Growth. Not just a mindset, although it might start there. Showing up. Doing what needs to be done consistenly even when I don’t feel like it. It no longer is a feeling, but a habit, like brushing teeth. Going back to the basics is what I can do, and I am the kind of person who does go back to the basics. That’s how you become a professional.

and here’s Jaco, accompanying the mid-week reflection 🙂

Spencerian: William Martin



Do not ask your children to strive for extraordinary lives. Such striving may seem admirable, but it is the way of foolishness. Help them instead to find the wonder and the marvel of an ordinary life. Show them the joy of tasting tomatoes, apples and pears. Show them how to cry when pets and people die. Show them the infinite pleasure in the touch of a hand. And make the ordinary come alive for them. The extraordinary will take care of itself.

Spencerian: James Clear



“People often think it’s weird to get hyped about reading one page or meditating for one minute or making one sales call. But the point is not to do one thing. The point is to master the habit of showing up. The truth is, a habit must be established before it can be improved. If you can’t learn the basic skill of showing up, then you have little hope of mastering the finer details. Instead of trying to engineer a perfect habit from the start, do the easy thing on a more consistent basis. You have to standardize before you can optimize.”

Surviving

A truck sideswiped our car on the freeway a couple of hours ago. We managed to get out of that with a destroyed passenger side mirror, a little shaken up, and little other damage.



A lucky escape when everything around us was whizzing by at about 100 kmph, and I’d slowed down just a bit when I noticed the drifting truck. To paraphrase Dana Meadows, whose writing is top of mind at the moment, slowing down is a good option.

The truck drove on, oblivious to the pickle he put us in (and possibly other motorists).

Plots and Plans; interrupted

News of two distinct events came into sharp focus in the last few hours that serve as a start reminder that life can change in an instant.

The first involves a young man, the son of a friend of our family, who had a motorcycle accident, in a distant country where he just moved to with his partner.

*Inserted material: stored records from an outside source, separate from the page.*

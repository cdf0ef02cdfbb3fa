use thiserror::Error;

/// Errors at the wire-format boundary.
#[derive(Error, Debug)]
pub enum BrilError {
    #[error("malformed program document: {0}")]
    Json(#[from] serde_json::Error),

    #[error("i/o error: {0}")]
    Io(#[from] std::io::Error),
}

He’s survived the accident, and is in  an induced coma for the last few days, and will likely be kept so until the swelling in his brain subsides. His brother has flown to be with him and deal with the inevitable paperwork that accompanies any incident. The life he had planned with his beloved now hangs by a thread, and his aged parents are understandably distraught.

The other involves a close friend who decided he’s had enough of his job, and quit. He told his team about his decision, and it’s left them all distraught – he was/is a true leader, and has likely kept the people who work with/for him together, despite the opportunities for better pay that beckoned. The glue that bound them all together doesn’t exist anymore, and the opportunities they saw collectively don’t seem so attractive either.

In both situations, there’s more than just the individual affected in far more ways than come to mind immediately. Everything is connected: people make plans that involve other people – family, friends, colleagues – based on things taken for granted. When those plans go awry because the underpinning assumptions no longer hold, the outlook suddenly turns bleak.

In both situations, the clouds will pass. While the hurt and pain and heartache and difficulties remain, Life goes on. It always does.

Spencerian: Arlo Gruen



In order to be able to feel alive, we … need more and more external excitation. The stimuli themselves … force us into an addictive mode. Since we think that all we require is more of them in order to fill up the emptiness, our need will grow for what actually increases the void. There are numerous stimuli of this sort: loud music, large cars, glittering colors, gleaming machines. What we finally seek for our feeling of aliveness is simply the speed with which a change in stimuli takes place. The form or content of the stimulus will have scarcely any significance. In fact empty forms will be preferred, since those with content and meaning slow down the tempo of change. To find meaning in an experience requires, after all, an act of mental organization, and that takes time.